FIG. 2 shows an exemplary form of a record of the software database SDB. Field 202 shows the equipment type of the mobile station and field 204 the equipment version. Similarly, the program version is in field 206. Field 208 shows the number of modules capable of being loaded into the mobile station. Fields 210 to 214 include identification data of the modules in triplets: the identifier of the module, the initial header and the length of the module. The next three fields contain corresponding information for the next module. Field 208 indicates the number of these triplets. The program code of module 1 is in area 224, of module 2 in area of 226, etc.
 Although the easiest way to check the software of a mobile station is to compare the version numbers, it is not the only way. The compatibility of the software may be checked in other ways, for example by means of a checksum or by testing how the mobile station will respond to a specified message sent thereto.
FIG. 3 shows process steps when the mobile communication system starts loading the software.
FIG. 3 shows an embodiment where the operation is initiated by the mobile station being turned on in the coverage area of the network (step 302). In step 304 the network informs the equipment register of the equipment and program versions in the mobile station. In step 306 the equipment register sends the equipment and program data to be checked by the DLU of the mobile station type in question. In step 308 the DLU checks if the mobile station already has the most suitable software for the mobile station type. In step 310 the DLU makes a special call to the mobile station when the mobile station is free and available. In step 312 the DLU requests the mobile station to send its identifier data. In step 314 the mobile station sends its identifier data, e.g. the equipment type and the software versions. In step 316 the DLU informs the mobile station of the new programs to be selected by the user. In step 318 it is inquired on the display of the mobile station (or alternatively, by an audio signal) if the user requires loading. In step 320 the DLU reads the program from the SDB and supplies it to the connection. In step 322 the mobile station informs the user by a text or audio message that loading has been terminated.

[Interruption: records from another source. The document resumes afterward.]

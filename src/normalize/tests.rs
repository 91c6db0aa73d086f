//! Tests for the normalizer

use super::*;
use crate::entity::EntityKind;
use chrono::NaiveDate;
use pretty_assertions::assert_eq;
use serde_json::json;

fn ts(y: i32, m: u32, d: u32, h: u32, min: u32, s: u32) -> NaiveDateTime {
    NaiveDate::from_ymd_opt(y, m, d)
        .unwrap()
        .and_hms_opt(h, min, s)
        .unwrap()
}

fn ctx() -> EntityContext {
    EntityContext {
        today: NaiveDate::from_ymd_opt(2024, 3, 1).unwrap(),
        school_year_start: ts(2023, 8, 1, 0, 0, 0),
        ..EntityContext::default()
    }
}

#[test]
fn test_parse_timestamp_formats() {
    assert_eq!(
        parse_timestamp("2024-01-15T10:30:00.123Z"),
        Some(
            NaiveDate::from_ymd_opt(2024, 1, 15)
                .unwrap()
                .and_hms_milli_opt(10, 30, 0, 123)
                .unwrap()
        )
    );
    assert_eq!(
        parse_timestamp("2024-01-15T10:30:00-05:00"),
        Some(ts(2024, 1, 15, 15, 30, 0))
    );
    assert_eq!(
        parse_timestamp("2024-01-15 10:30:00"),
        Some(ts(2024, 1, 15, 10, 30, 0))
    );
    assert_eq!(
        parse_timestamp("2024-01-15T10:30:00"),
        Some(ts(2024, 1, 15, 10, 30, 0))
    );
    assert_eq!(parse_timestamp("2024-01-15"), Some(ts(2024, 1, 15, 0, 0, 0)));
    assert_eq!(
        parse_timestamp("1970-01-01T00:00:00.00Z"),
        Some(ts(1970, 1, 1, 0, 0, 0))
    );
    assert_eq!(parse_timestamp("last tuesday"), None);
    assert_eq!(parse_timestamp("2024-13-01"), None);
}

#[test]
fn test_flatten_nested_objects() {
    let flat = flatten(&json!({
        "id": "1",
        "profile": {"name": {"fullName": "Ada"}, "emailAddress": "ada@a.com"},
        "tags": ["a", "b"],
        "empty": {}
    }))
    .unwrap();

    assert_eq!(flat.get("profile.name.fullName"), Some(&json!("Ada")));
    assert_eq!(flat.get("profile.emailAddress"), Some(&json!("ada@a.com")));
    assert_eq!(flat.get("tags"), Some(&json!(["a", "b"])));
    assert_eq!(flat.get("empty"), Some(&json!({})));
    assert!(flatten(&json!("scalar")).is_none());
}

#[test]
fn test_normalize_reindexes_to_schema() {
    let descriptor = EntityKind::Topics.descriptor();
    let frame = normalize(
        descriptor,
        vec![
            json!({"courseId": "1", "topicId": "t1", "name": "Unit 1", "updateTime": "2024-01-15T10:30:00Z", "extra": 5}),
            json!({"courseId": "1", "topicId": "t2"}),
        ],
        &ctx(),
    )
    .unwrap();

    assert_eq!(
        frame.columns(),
        &["courseId", "topicId", "name", "updateTime"]
    );
    assert_eq!(frame.len(), 2);
    assert_eq!(
        frame.get(0, "updateTime"),
        Some(&Cell::Timestamp(ts(2024, 1, 15, 10, 30, 0)))
    );
    assert_eq!(frame.get(1, "name"), Some(&Cell::Null));
    assert_eq!(frame.get(1, "updateTime"), Some(&Cell::Null));
}

#[test]
fn test_normalize_bad_date_fails_batch() {
    let descriptor = EntityKind::Topics.descriptor();
    let result = normalize(
        descriptor,
        vec![
            json!({"courseId": "1", "topicId": "t1", "updateTime": "2024-01-15T10:30:00Z"}),
            json!({"courseId": "1", "topicId": "t2", "updateTime": "not a date"}),
        ],
        &ctx(),
    );

    assert!(matches!(
        result,
        Err(Error::DateCoercion { ref column, .. }) if column == "updateTime"
    ));
}

#[test]
fn test_normalize_rejects_non_object_records() {
    let result = normalize(EntityKind::Topics.descriptor(), vec![json!(42)], &ctx());
    assert!(matches!(result, Err(Error::Normalize { .. })));
}

#[test]
fn test_normalize_applies_course_filter() {
    let frame = normalize(
        EntityKind::Courses.descriptor(),
        vec![
            json!({"id": "1", "name": "Biology", "updateTime": "2023-09-01T00:00:00Z"}),
            json!({"id": "2", "name": "Old", "updateTime": "2022-09-01T00:00:00Z"}),
            json!({"id": "3", "name": "Never updated"}),
        ],
        &ctx(),
    )
    .unwrap();

    assert_eq!(frame.len(), 1);
    assert_eq!(frame.get(0, "id"), Some(&Cell::text("1")));
}

#[test]
fn test_normalize_students_profile() {
    let frame = normalize(
        EntityKind::Students.descriptor(),
        vec![json!({
            "courseId": "1",
            "userId": "10",
            "profile": {
                "id": "10",
                "name": {"givenName": "Ada", "familyName": "Lovelace", "fullName": "Ada Lovelace"},
                "emailAddress": "ada@school.org"
            }
        })],
        &ctx(),
    )
    .unwrap();

    assert_eq!(
        frame.rows()[0],
        vec![
            Cell::text("1"),
            Cell::text("10"),
            Cell::text("Ada Lovelace"),
            Cell::text("ada@school.org"),
        ]
    );
}

#[test]
fn test_normalize_usage_dates() {
    let frame = normalize(
        EntityKind::StudentUsage.descriptor(),
        vec![json!({
            "entity": {"userEmail": "s@school.org"},
            "date": "2024-02-28",
            "parameters": [{"name": "classroom:last_interaction_time", "datetimeValue": "2024-02-28T14:00:00.000Z"}]
        })],
        &ctx(),
    )
    .unwrap();

    assert_eq!(
        frame.rows()[0],
        vec![
            Cell::text("s@school.org"),
            Cell::Timestamp(ts(2024, 2, 28, 0, 0, 0)),
            Cell::Timestamp(ts(2024, 2, 28, 14, 0, 0)),
            Cell::Timestamp(ts(2024, 3, 1, 0, 0, 0)),
        ]
    );
}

FIG. 4 shows process steps when the mobile station starts loading the software. In step 410 the user makes a special call to the service number (the DLU) of the network. Steps 412 to 424 correspond to steps 312 to 324 explained in connection with FIG. 3 and they will not be explained again.
 In the following, the changes required by the loading of software according to the invention are examined. In an ordinary mobile station software is generally installed in one read-only-memory (ROM) whose contents cannot be changed after the manufacturing stage. In this connection, “ROM” refers to a fixedly programmed memory whose contents cannot be changed at least with the equipment in the mobile station. “RAM” similarly refers to a memory whose contents can be changed with the equipment in the mobile station. “Program to be updated” refers to the part of the software in a mobile station to be changed. Furthermore, “version” in this context is to be understood to refer widely to all modifications and not just to modifications of a different age.

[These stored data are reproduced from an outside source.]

//! Common types used throughout classroom-sync
//!
//! Small enums shared across modules.

use serde::{Deserialize, Serialize};

// ============================================================================
// HTTP Types
// ============================================================================

/// HTTP method
#[derive(Debug, Clone, Copy, PartialEq, Eq, Default, Serialize, Deserialize)]
#[serde(rename_all = "UPPERCASE")]
pub enum Method {
    #[default]
    GET,
    POST,
    PUT,
    PATCH,
    DELETE,
}

impl From<Method> for reqwest::Method {
    fn from(method: Method) -> Self {
        match method {
            Method::GET => reqwest::Method::GET,
            Method::POST => reqwest::Method::POST,
            Method::PUT => reqwest::Method::PUT,
            Method::PATCH => reqwest::Method::PATCH,
            Method::DELETE => reqwest::Method::DELETE,
        }
    }
}

impl std::fmt::Display for Method {
    fn fmt(&self, f: &mut std::fmt::Formatter<'_>) -> std::fmt::Result {
        let name = match self {
            Method::GET => "GET",
            Method::POST => "POST",
            Method::PUT => "PUT",
            Method::PATCH => "PATCH",
            Method::DELETE => "DELETE",
        };
        f.write_str(name)
    }
}

// ============================================================================
// Write Mode
// ============================================================================

/// How a pull writes into its warehouse table
#[derive(Debug, Clone, Copy, PartialEq, Eq, Default, Serialize, Deserialize)]
#[serde(rename_all = "snake_case")]
pub enum WriteMode {
    /// Drop the table once before seeding, then append every batch
    #[default]
    Overwrite,
    /// Keep existing rows and append every batch
    Append,
}

impl WriteMode {
    /// Whether the table is dropped before the pull starts
    pub fn drops_table(self) -> bool {
        matches!(self, WriteMode::Overwrite)
    }
}

// ============================================================================
// Backoff Type
// ============================================================================

/// Type of backoff for retries
#[derive(Debug, Clone, Copy, PartialEq, Eq, Default, Serialize, Deserialize)]
#[serde(rename_all = "snake_case")]
pub enum BackoffType {
    /// Constant delay between retries
    Constant,
    /// Linear increase in delay
    Linear,
    /// Exponential increase in delay
    #[default]
    Exponential,
}

// ============================================================================
// JWT Algorithm
// ============================================================================

/// JWT signing algorithm
#[derive(Debug, Clone, Copy, PartialEq, Eq, Default, Serialize, Deserialize)]
pub enum JwtAlgorithm {
    /// RSA using SHA-256 (Google service accounts)
    #[default]
    RS256,
    /// RSA using SHA-384
    RS384,
    /// RSA using SHA-512
    RS512,
}

impl From<JwtAlgorithm> for jsonwebtoken::Algorithm {
    fn from(alg: JwtAlgorithm) -> Self {
        match alg {
            JwtAlgorithm::RS256 => jsonwebtoken::Algorithm::RS256,
            JwtAlgorithm::RS384 => jsonwebtoken::Algorithm::RS384,
            JwtAlgorithm::RS512 => jsonwebtoken::Algorithm::RS512,
        }
    }
}
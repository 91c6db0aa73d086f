//! Record normalizer
//!
//! Turns a batch of raw nested records into a frame with exactly the
//! entity's columns:
//!
//! 1. entity preprocessing
//! 2. flattening of nested objects into dotted column names
//! 3. reindexing to the descriptor's columns (missing columns are null)
//! 4. the entity row filter
//! 5. timestamp coercion of the descriptor's date columns
//!
//! Any value in a date column that cannot be read as a timestamp fails the
//! whole batch.

use crate::entity::{self, EntityContext, EntityDescriptor};
use crate::error::{Error, Result};
use crate::frame::{Cell, Frame};
use chrono::{DateTime, NaiveDate, NaiveDateTime};
use serde_json::{Map, Value};
use tracing::debug;

const NAIVE_FORMATS: &[&str] = &["%Y-%m-%dT%H:%M:%S%.f", "%Y-%m-%d %H:%M:%S%.f"];

/// Normalize one batch of raw records
pub fn normalize(
    descriptor: &EntityDescriptor,
    records: Vec<Value>,
    ctx: &EntityContext,
) -> Result<Frame> {
    debug!("{}: processing {} records", descriptor.name, records.len());

    let records = entity::preprocess(descriptor.kind, records, ctx);

    let mut frame = Frame::new(descriptor.columns.iter().copied());
    for record in &records {
        let flat = flatten(record).ok_or_else(|| {
            Error::normalize(descriptor.name, format!("record is not an object: {record}"))
        })?;
        let row = descriptor
            .columns
            .iter()
            .map(|column| flat.get(*column).map_or(Cell::Null, Cell::from_json))
            .collect();
        frame.push_row(row)?;
    }

    let mut frame = entity::filter(descriptor.kind, frame, ctx);

    for column in descriptor.date_columns {
        frame.map_column(column, |cell| coerce_timestamp(column, cell))?;
    }

    Ok(frame)
}

/// Flatten nested objects into one level with dotted keys.
///
/// Returns `None` when the record itself is not an object.
pub fn flatten(record: &Value) -> Option<Map<String, Value>> {
    let obj = record.as_object()?;
    let mut out = Map::new();
    flatten_into(&mut out, None, obj);
    Some(out)
}

fn flatten_into(out: &mut Map<String, Value>, prefix: Option<&str>, obj: &Map<String, Value>) {
    for (key, value) in obj {
        let name = match prefix {
            Some(p) => format!("{p}.{key}"),
            None => key.clone(),
        };
        match value {
            Value::Object(inner) if !inner.is_empty() => flatten_into(out, Some(&name), inner),
            other => {
                out.insert(name, other.clone());
            }
        }
    }
}

/// Coerce one cell to a timestamp; null stays null
pub fn coerce_timestamp(column: &str, cell: &Cell) -> Result<Cell> {
    match cell {
        Cell::Null | Cell::Timestamp(_) => Ok(cell.clone()),
        Cell::Text(s) => parse_timestamp(s)
            .map(Cell::Timestamp)
            .ok_or_else(|| Error::date_coercion(column, s.as_str())),
        other => Err(Error::date_coercion(column, other.to_string())),
    }
}

/// Parse RFC 3339, naive date-time or plain date text. Offsets are
/// converted to UTC.
pub fn parse_timestamp(text: &str) -> Option<NaiveDateTime> {
    let text = text.trim();
    if let Ok(dt) = DateTime::parse_from_rfc3339(text) {
        return Some(dt.naive_utc());
    }
    for format in NAIVE_FORMATS {
        if let Ok(dt) = NaiveDateTime::parse_from_str(text, format) {
            return Some(dt);
        }
    }
    NaiveDate::parse_from_str(text, "%Y-%m-%d")
        .ok()
        .and_then(|d| d.and_hms_opt(0, 0, 0))
}

#[cfg(test)]
mod tests;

 The software of a mobile station of the invention may be updated e.g. in the following ways: (i) the mobile station may contain in the ROM several alternative programs one of which is selected for execution; (ii) the same as (i) but the programs are located in the RAM, and (iii) the ROM and RAM of the mobile station can cooperate so that parts of both are executed.
FIG. 5 shows how a mobile station may contain several programs in the ROM one of which is selected for processing. In program segments the left column signifies a label at the source code level and a corresponding address in the executable code. Pseudocode JMP in the second column refers to a jump to the label mentioned in the third column or to a corresponding address in the executable code. The ellipsis (. . . ) represents the part of the program to be executed. The pseudocodes “EXIT” terminating programs Pa to Pc naturally restore control to an upper level program.
 The ROM contains in this example three alternative programs Pa to Pc of which at least one can be activated so that the execution of the program is preceded by a jump in the RAM to the address RAM1 to which is initialized a jump to the program (e.g. Pa) which is executed by default if not programmed otherwise. This default situation is described by unbroken arrows between the ROM and RAM. Any one of the programs Pa to Pc can be activated by writing a jump to the program in question in place of the jump instruction in the address RAM1 of the RAM. This change is illustrated by an arrow indicated with broken lines between the ROM and RAM. Before the program is executed, the processor of the mobile station can also make sure that the jump instruction in the address RAM1 contains a jump to a meaningful address. If this is not the case, the mobile station may initialize the jump instruction in the address RAM1 again to be directed to a program executed by default. The fact that the jump instruction is directed to a meaningful address can be ensured for example by calculating the checksum at least from part of the program to be executed. In order that the checksum need not be calculated from all the software, one check byte (CHKBYTE in this example) may be placed in front of the 3 byte jump instruction in the address RAM1 and the checksum can be calculated from the produced 4 byte area.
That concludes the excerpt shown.